“Peace Up!”: Costruire la pace, un passo alla volta

Un nuovo progetto Erasmus+ per trasformare i giovani in protagonisti attivi della propria comunità, imparando a gestire i conflitti e a promuovere la pace come competenza chiave di cittadinanza e come valore europeo.

Viviamo in un'epoca in cui il concetto di pace sembra spesso distante, relegato ai grandi tavoli della diplomazia internazionale. Eppure, la pace è prima di tutto una pratica quotidiana, una competenza che si allena nelle relazioni di tutti i giorni, a scuola, in famiglia, nel proprio quartiere.

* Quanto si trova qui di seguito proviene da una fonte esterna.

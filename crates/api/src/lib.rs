//! Voltage Log Server
//!
//! HTML form and read-only JSON API over the `voltage_logs` table.

use anyhow::Context;
use axum::{
    middleware::{from_fn, from_fn_with_state},
    routing::{get, MethodRouter},
    Router,
};
use std::{net::SocketAddr, sync::Arc};
use tokio::{net::TcpListener, signal};
use tower::ServiceBuilder;
use tracing::{info, subscriber::SetGlobalDefaultError};
use tracing_subscriber::FmtSubscriber;

pub mod config;
pub mod error;
pub mod middleware;
pub mod routes;

use config::{AuthSettings, LoggingSettings, Settings};
use storage::{MySqlRepository, RecordStore};

/// Application state shared across handlers
#[derive(Clone)]
pub struct AppState {
    /// Record store
    pub store: Arc<dyn RecordStore>,
}

impl AppState {
    pub fn new(store: Arc<dyn RecordStore>) -> Self {
        Self { store }
    }
}

/// Create the application router
///
/// The UI pipeline runs through the request logger and then the access
/// guard, so rejected logins still show up in the access log. It serves `/`
/// and every path other than `/api/devices`, which is open and only logged.
pub fn create_router(state: AppState, auth: AuthSettings) -> Router {
    let ui: MethodRouter = get(routes::ui::index)
        .post(routes::ui::create_record)
        .layer(
            ServiceBuilder::new()
                .layer(from_fn(middleware::log_request))
                .layer(from_fn_with_state(
                    Arc::new(auth),
                    middleware::require_basic_auth,
                )),
        )
        .with_state(state.clone());

    // HEAD is routed explicitly, otherwise `get` would answer it
    let devices = get(routes::devices::list_devices)
        .head(routes::devices::method_not_allowed)
        .fallback(routes::devices::method_not_allowed);

    Router::new()
        .route("/api/devices", devices)
        .route_layer(ServiceBuilder::new().layer(from_fn(middleware::log_request)))
        .with_state(state)
        .route_service("/", ui.clone())
        .fallback_service(ui)
}

/// Initialize logging
pub fn init_logging(settings: &LoggingSettings) -> Result<(), SetGlobalDefaultError> {
    let builder = FmtSubscriber::builder()
        .with_max_level(settings.max_level())
        .with_target(true);

    if settings.json {
        tracing::subscriber::set_global_default(builder.json().finish())
    } else {
        tracing::subscriber::set_global_default(builder.finish())
    }
}

/// Run the server until Ctrl+C or SIGTERM
pub async fn run_server(settings: Settings) -> anyhow::Result<()> {
    let store = MySqlRepository::connect(
        &settings.database.url,
        settings.database.max_connections,
    )
    .await
    .context("Database is not reachable")?;
    let store: Arc<dyn RecordStore> = Arc::new(store);

    let app = create_router(AppState::new(store.clone()), settings.auth);

    let addr = settings.server.address();
    let listener = TcpListener::bind(&addr)
        .await
        .with_context(|| format!("Failed to bind {}", addr))?;

    info!("Starting voltlog on http://{}", addr);

    axum::serve(
        listener,
        app.into_make_service_with_connect_info::<SocketAddr>(),
    )
    .with_graceful_shutdown(shutdown_signal())
    .await?;

    store.close().await;
    info!("Server stopped");

    Ok(())
}

async fn shutdown_signal() {
    let ctrl_c = async {
        if let Err(e) = signal::ctrl_c().await {
            tracing::error!("Failed to install Ctrl+C handler: {}", e);
            std::future::pending::<()>().await;
        }

        info!("Received Ctrl+C, shutting down");
    };

    #[cfg(unix)]
    let terminate = async {
        match signal::unix::signal(signal::unix::SignalKind::terminate()) {
            Ok(mut sigterm) => {
                sigterm.recv().await;
            }
            Err(e) => {
                tracing::error!("Failed to install SIGTERM handler: {}", e);
                std::future::pending::<()>().await;
            }
        }

        info!("Received terminate signal, shutting down");
    };

    #[cfg(not(unix))]
    let terminate = std::future::pending::<()>();

    tokio::select! {
        _ = ctrl_c => {},
        _ = terminate => {},
    }
}
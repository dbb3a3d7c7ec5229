//! Read-only JSON API

use axum::{
    extract::State,
    http::StatusCode,
    response::{IntoResponse, Response},
    Json,
};
use serde::Serialize;
use tracing::error;

use crate::error::{DB_ERROR_MESSAGE, METHOD_NOT_ALLOWED_MESSAGE};
use crate::AppState;

/// JSON error body
#[derive(Debug, Serialize)]
pub struct ErrorResponse {
    pub error: &'static str,
}

/// List all records, newest first
pub async fn list_devices(State(state): State<AppState>) -> Response {
    match state.store.list_records().await {
        Ok(records) => Json(records).into_response(),
        Err(e) => {
            error!("Failed to load records: {}", e);
            json_error(StatusCode::INTERNAL_SERVER_ERROR, DB_ERROR_MESSAGE)
        }
    }
}

/// Anything but GET
pub async fn method_not_allowed() -> Response {
    json_error(StatusCode::METHOD_NOT_ALLOWED, METHOD_NOT_ALLOWED_MESSAGE)
}

fn json_error(status: StatusCode, message: &'static str) -> Response {
    (status, Json(ErrorResponse { error: message })).into_response()
}
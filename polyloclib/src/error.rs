//! Error types for polyloclib

use std::path::PathBuf;
use thiserror::Error;

/// Errors that can occur during registration, configuration, or counting
#[derive(Error, Debug)]
pub enum PolylocError {
    /// A language defined a block-comment start without an end (or vice versa)
    #[error("language '{language}': 'start_block' and 'end_block' must both be set or both be absent")]
    UnpairedBlockDelimiters { language: String },

    /// A language defined a delimiter as the empty string
    #[error("language '{language}': comment delimiters must not be empty")]
    EmptyDelimiter { language: String },

    /// A configuration record is missing the language name
    #[error("language record is missing required attribute 'name'")]
    MissingLanguageName,

    /// An extension binding referenced a language id that is not in the registry
    #[error("language id {0} is not in the registry")]
    InvalidLanguageId(usize),

    /// Failed to read a configuration file
    #[error("failed to read config file '{path}': {source}")]
    ConfigRead {
        path: PathBuf,
        source: std::io::Error,
    },

    /// Failed to parse a configuration file
    #[error("failed to parse config file '{path}': {message}")]
    ConfigParse { path: PathBuf, message: String },

    /// Path does not exist
    #[error("path does not exist: {0}")]
    PathNotFound(PathBuf),
}
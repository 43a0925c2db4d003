//! Language configuration files.
//!
//! A config file is TOML with an array of `[[language]]` tables:
//!
//! ```toml
//! [[language]]
//! name = "C"
//! extensions = [".c", ".h"]
//! start_block = "/*"
//! end_block = "*/"
//! start_eol = "//"
//! ```
//!
//! The TOML parser hands the registry validated, already-unquoted strings, so
//! delimiter values never need quote-stripping downstream. Records are
//! applied in file order; a record that fails validation (missing name,
//! unpaired block delimiters) is skipped and reported while the rest of the
//! file still applies. Applying a record for an already-registered name
//! replaces that language's delimiters and resets its counters.

use std::fs;
use std::path::Path;

use serde::{Deserialize, Serialize};

use crate::error::PolylocError;
use crate::registry::LanguageRegistry;
use crate::Result;

/// One language record from a configuration file.
#[derive(Debug, Clone, Default, Serialize, Deserialize)]
pub struct LanguageConfig {
    /// Language display name. Required; records without it are rejected
    /// during apply rather than failing the whole file parse.
    pub name: Option<String>,
    /// Extensions (with leading dot) or bare basenames to bind
    #[serde(default)]
    pub extensions: Vec<String>,
    /// Block comment start marker
    pub start_block: Option<String>,
    /// Block comment end marker
    pub end_block: Option<String>,
    /// End-of-line comment marker
    pub start_eol: Option<String>,
}

#[derive(Debug, Deserialize)]
struct ConfigFile {
    #[serde(default)]
    language: Vec<LanguageConfig>,
}

/// Load language records from a TOML config file.
pub fn load_config(path: impl AsRef<Path>) -> Result<Vec<LanguageConfig>> {
    let path = path.as_ref();
    let text = fs::read_to_string(path).map_err(|e| PolylocError::ConfigRead {
        path: path.to_path_buf(),
        source: e,
    })?;

    let parsed: ConfigFile = toml::from_str(&text).map_err(|e| PolylocError::ConfigParse {
        path: path.to_path_buf(),
        message: e.to_string(),
    })?;

    Ok(parsed.language)
}

/// Apply config records to a registry.
///
/// Valid records register (or re-register) their language and bind its
/// extensions. Invalid records are skipped; their errors are returned so the
/// caller can report them on its diagnostic channel. Previously registered
/// languages are unaffected by a skipped record.
pub fn apply_config(
    registry: &mut LanguageRegistry,
    records: &[LanguageConfig],
) -> Vec<PolylocError> {
    let mut skipped = Vec::new();

    for record in records {
        let Some(name) = record.name.as_deref() else {
            skipped.push(PolylocError::MissingLanguageName);
            continue;
        };

        let id = match registry.register(
            name,
            record.start_block.as_deref(),
            record.end_block.as_deref(),
            record.start_eol.as_deref(),
        ) {
            Ok(id) => id,
            Err(e) => {
                skipped.push(e);
                continue;
            }
        };

        for ext in &record.extensions {
            // The id came from register above, so binding cannot fail.
            if let Err(e) = registry.bind_extension(id, ext) {
                skipped.push(e);
            }
        }
    }

    skipped
}

/// Load a config file and apply it in one step.
///
/// Returns the per-record errors from [`apply_config`]; a file that cannot
/// be read or parsed fails outright instead.
pub fn apply_config_file(
    registry: &mut LanguageRegistry,
    path: impl AsRef<Path>,
) -> Result<Vec<PolylocError>> {
    let records = load_config(path)?;
    Ok(apply_config(registry, &records))
}

#[cfg(test)]
mod tests {
    use super::*;
    use std::fs;
    use tempfile::tempdir;

    fn record(
        name: Option<&str>,
        extensions: &[&str],
        start_block: Option<&str>,
        end_block: Option<&str>,
        start_eol: Option<&str>,
    ) -> LanguageConfig {
        LanguageConfig {
            name: name.map(str::to_string),
            extensions: extensions.iter().map(|s| s.to_string()).collect(),
            start_block: start_block.map(str::to_string),
            end_block: end_block.map(str::to_string),
            start_eol: start_eol.map(str::to_string),
        }
    }

    #[test]
    fn load_and_apply_config_file() {
        let dir = tempdir().unwrap();
        let path = dir.path().join("languages.toml");
        fs::write(
            &path,
            r##"
[[language]]
name = "C"
extensions = [".c", ".h"]
start_block = "/*"
end_block = "*/"
start_eol = "//"

[[language]]
name = "Shell"
extensions = [".sh"]
start_eol = "#"
"##,
        )
        .unwrap();

        let mut reg = LanguageRegistry::new();
        let skipped = apply_config_file(&mut reg, &path).unwrap();

        assert!(skipped.is_empty());
        assert!(reg.resolve("main.c").is_some());
        assert!(reg.resolve("run.sh").is_some());
        assert_eq!(reg.language_names(), vec!["C", "Shell"]);
    }

    #[test]
    fn unreadable_config_file_is_an_error() {
        let mut reg = LanguageRegistry::new();
        let err = apply_config_file(&mut reg, "/nonexistent/languages.toml").unwrap_err();
        assert!(matches!(err, PolylocError::ConfigRead { .. }));
    }

    #[test]
    fn malformed_toml_is_a_parse_error() {
        let dir = tempdir().unwrap();
        let path = dir.path().join("bad.toml");
        fs::write(&path, "[[language\nname = ").unwrap();

        let err = load_config(&path).unwrap_err();
        assert!(matches!(err, PolylocError::ConfigParse { .. }));
    }

    #[test]
    fn invalid_record_skipped_others_apply() {
        let records = vec![
            record(Some("Good"), &[".good"], None, None, Some("#")),
            record(Some("Unpaired"), &[".bad"], Some("/*"), None, None),
            record(None, &[".anon"], None, None, Some(";")),
            record(Some("Empty"), &[".bad"], Some(""), Some(""), None),
            record(Some("Late"), &[".late"], Some("<!--"), Some("-->"), None),
        ];

        let mut reg = LanguageRegistry::new();
        let skipped = apply_config(&mut reg, &records);

        assert_eq!(skipped.len(), 3);
        assert!(matches!(
            skipped[0],
            PolylocError::UnpairedBlockDelimiters { .. }
        ));
        assert!(matches!(skipped[1], PolylocError::MissingLanguageName));
        assert!(matches!(skipped[2], PolylocError::EmptyDelimiter { .. }));

        assert_eq!(reg.language_names(), vec!["Good", "Late"]);
        assert!(reg.resolve("x.good").is_some());
        assert!(reg.resolve("x.bad").is_none());
        assert!(reg.resolve("x.late").is_some());
    }

    #[test]
    fn config_overrides_existing_language() {
        let mut reg = LanguageRegistry::new();
        crate::defaults::register_defaults(&mut reg).unwrap();
        let before = reg.resolve("main.c").unwrap();

        let records = vec![record(Some("C"), &[".c99"], None, None, Some("//"))];
        let skipped = apply_config(&mut reg, &records);
        assert!(skipped.is_empty());

        // Same id, new extension bound, old binding untouched.
        assert_eq!(reg.resolve("main.c99"), Some(before));
        assert_eq!(reg.resolve("main.c"), Some(before));
    }
}
//! # polyloclib
//!
//! A multi-language source-line counter library that classifies every line of
//! a file as code, comment, and/or blank, using per-language comment
//! delimiters.
//!
//! ## Overview
//!
//! Languages are described purely by their comment delimiters: an optional
//! block-comment start/end pair and an optional end-of-line marker. That is
//! deliberately all the language knowledge the counter has: no tokenizing,
//! no syntax awareness beyond comment markers. A stateful per-line scanner
//! tracks whether a block comment is open across line boundaries, so
//! multi-line block comments are attributed correctly.
//!
//! The pieces:
//!
//! - [`LanguageRegistry`]: owns per-language delimiter specs and running
//!   counters, plus the extension index that maps file extensions (or bare
//!   basenames like `Makefile`) to languages.
//! - [`classify_line`]: the pure per-line classification state machine.
//! - [`count_stream`] / [`count_file`] / [`count_path`]: drive the classifier
//!   over streams, files, and directory trees.
//! - [`register_defaults`]: the built-in language table; [`apply_config_file`]
//!   layers user-defined languages from a TOML file on top.
//! - [`Report`]: sorted per-language rows plus an aggregate total.
//!
//! ## Example
//!
//! ```rust
//! use polyloclib::{count_stream, register_defaults, LanguageRegistry, Report};
//!
//! let mut registry = LanguageRegistry::new();
//! register_defaults(&mut registry).unwrap();
//!
//! let source = "int main(void)\n{\n    return 0; // exit\n}\n";
//! let id = registry.resolve("main.c").unwrap();
//! registry.mark_file_opened(id);
//! count_stream(source.as_bytes(), &mut registry, id);
//!
//! let report = Report::from_registry(&registry);
//! assert_eq!(report.rows[0].language, "C");
//! assert_eq!(report.rows[0].code, 4);
//! assert_eq!(report.rows[0].comment, 1);
//! ```

pub mod classify;
pub mod config;
pub mod counter;
pub mod defaults;
pub mod error;
pub mod registry;
pub mod report;

pub use classify::{classify_line, BlockPair, Classification, Delimiters};
pub use config::{apply_config, apply_config_file, load_config, LanguageConfig};
pub use counter::{count_file, count_path, count_stream};
pub use defaults::register_defaults;
pub use error::PolylocError;
pub use registry::{LangId, LanguageRegistry, LanguageSpec, LineCounters};
pub use report::{Report, ReportRow};

/// Result type for polyloclib operations
pub type Result<T> = std::result::Result<T, PolylocError>;
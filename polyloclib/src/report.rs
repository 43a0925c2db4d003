//! Report rows built from a registry snapshot.

use serde::{Deserialize, Serialize};

use crate::registry::{LanguageRegistry, LineCounters};

/// One row of the final report.
#[derive(Debug, Clone, PartialEq, Eq, Serialize, Deserialize)]
pub struct ReportRow {
    /// Language name (or "Total" for the aggregate row)
    pub language: String,
    /// Files counted
    pub files: u64,
    /// Lines containing code
    pub code: u64,
    /// Lines containing comments
    pub comment: u64,
    /// Whitespace-only lines
    pub blank: u64,
    /// Total lines
    pub total: u64,
}

impl ReportRow {
    fn from_counters(language: &str, counters: LineCounters) -> Self {
        Self {
            language: language.to_string(),
            files: counters.files,
            code: counters.code,
            comment: counters.comment,
            blank: counters.blank,
            total: counters.total,
        }
    }
}

/// The full report: per-language rows plus the aggregate total.
///
/// Only languages that counted at least one file appear. Rows are sorted by
/// descending code count; ties keep snapshot order.
#[derive(Debug, Clone, PartialEq, Eq, Serialize, Deserialize)]
pub struct Report {
    /// Per-language rows
    pub rows: Vec<ReportRow>,
    /// Aggregate across all rows
    pub total: ReportRow,
}

impl Report {
    /// Build a report from the registry's current counters.
    pub fn from_registry(registry: &LanguageRegistry) -> Self {
        let mut rows: Vec<ReportRow> = registry
            .snapshot()
            .into_iter()
            .map(|(name, counters)| ReportRow::from_counters(name, counters))
            .collect();

        rows.sort_by(|a, b| b.code.cmp(&a.code));

        let mut total = LineCounters::new();
        for (_, counters) in registry.snapshot() {
            total += counters;
        }

        Self {
            rows,
            total: ReportRow::from_counters("Total", total),
        }
    }
}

È proprio da questa consapevolezza che prende vita “Peace Up!”, un innovativo progetto di Partecipazione Giovanile promosso nell'ambito del programma Erasmus+, finanziato dall’Unione Europea.

Il progetto, che si svilupperà nell'arco di 18 mesi (dal 1° luglio 2026 al 31 dicembre 2027), si propone di ribaltare la prospettiva: non più giovani spettatori, ma veri e propri "costruttori di pace", capaci di incidere positivamente sul proprio territorio.

Oltre l'assenza di conflitto: la pace come competenza

L'obiettivo centrale di “Peace Up!” è ambizioso: promuovere la pace come vera e propria competenza chiave di cittadinanza e valore europeo. Per farlo, il progetto coinvolgerà un nucleo operativo di 6 giovani (tra i 15 e i 18 anni), che a loro volta trascineranno nelle attività altri 15 ragazzi e ragazze (età fino ai 25 anni). A questi giovani protagonisti, attraverso il percorso formativo del progetto, verranno fornite competenze trasversali e tecniche per consentirgli di diventare protagonisti attivi della propria comunità ed esperti del tema pace. I partecipanti avranno l'opportunità di sviluppare un forte senso di appartenenza europea, rafforzare la propria capacità di partecipazione attiva ed acquisire competenze civiche, sociali e interculturali fondamentali per il loro futuro.

Un laboratorio in movimento: dalla teoria all'azione

Fondamentale nello sviluppo del progetto “Peace Up!” è il percorso formativo, basato sull'educazione non formale e sull'apprendimento tra pari. Il percorso formativo è stato disegnato per fornire competenze trasversali e tecniche, partendo dallo sviluppo personale per arrivare all'impatto sulla comunità.

Il programma si articola in tre fasi strategiche:

Fase del Progetto Periodo Competenze Sviluppate
Io e la Pace Novembre 2026

Sfera personale: 

  • intelligenza emotiva 
  • public speaking
  • organizzazione di eventi
Io, l’Altro e la Pace Febbraio - Marzo 2027

Relazioni interpersonali: 

  • comunicazione non violenta
  • cooperazione 
  • fotografia
  • gamification
Io, il Mondo e la Pace Settembre - Ottobre 2027

Dimensione globale e comunitaria:

  • pensiero critico
  • future literacy
  • human library/escape room

Ma la formazione non resterà chiusa in un'aula. I giovani metteranno subito in pratica quanto appreso organizzando ben 15 eventi sul territorio (tra autunno 2026, primavera 2027 e autunno 2027), in sinergia con realtà locali. Dalle mostre fotografiche, ai laboratori, ai giochi cooperativi, ogni evento sarà un'occasione per diffondere la cultura della pace.

Il viaggio a Marzabotto: toccare la storia con mano

Un momento culminante del progetto sarà l'esperienza di mobilità nazionale prevista per l'estate del 2027. Quindici partecipanti avranno l’opportunità di trascorrere quattro giorni presso la Fondazione Scuola di Pace di Monte Sole, a Marzabotto (BO). In questo luogo, dove la memoria storica si intreccia con l'impegno civile contemporaneo, i ragazzi vivranno un'esperienza immersiva dedicata all'educazione alla pace e alla trasformazione nonviolenta dei conflitti.

Cosa resterà alla comunità?

“Peace Up!” è progettato per lasciare un segno anche tangibile. Al termine del percorso, i ragazzi consegneranno alla comunità tre strumenti preziosi, interamente realizzati da loro:

  1. Una mostra fotografica itinerante, per raccontare la pace attraverso le immagini.
  2. Un gioco cooperativo, per insegnare ai più piccoli (e non solo) il valore della collaborazione.
  3. Una guida metodologica, che raccoglierà le migliori pratiche del percorso formativo, affinché l'esperienza possa essere replicata altrove.

Con “Peace Up!” la pace smette di essere solo un ideale e diventa un'azione concreta. Un'opportunità straordinaria per i giovani di dimostrare che il cambiamento inizia anche dal basso, un passo alla volta.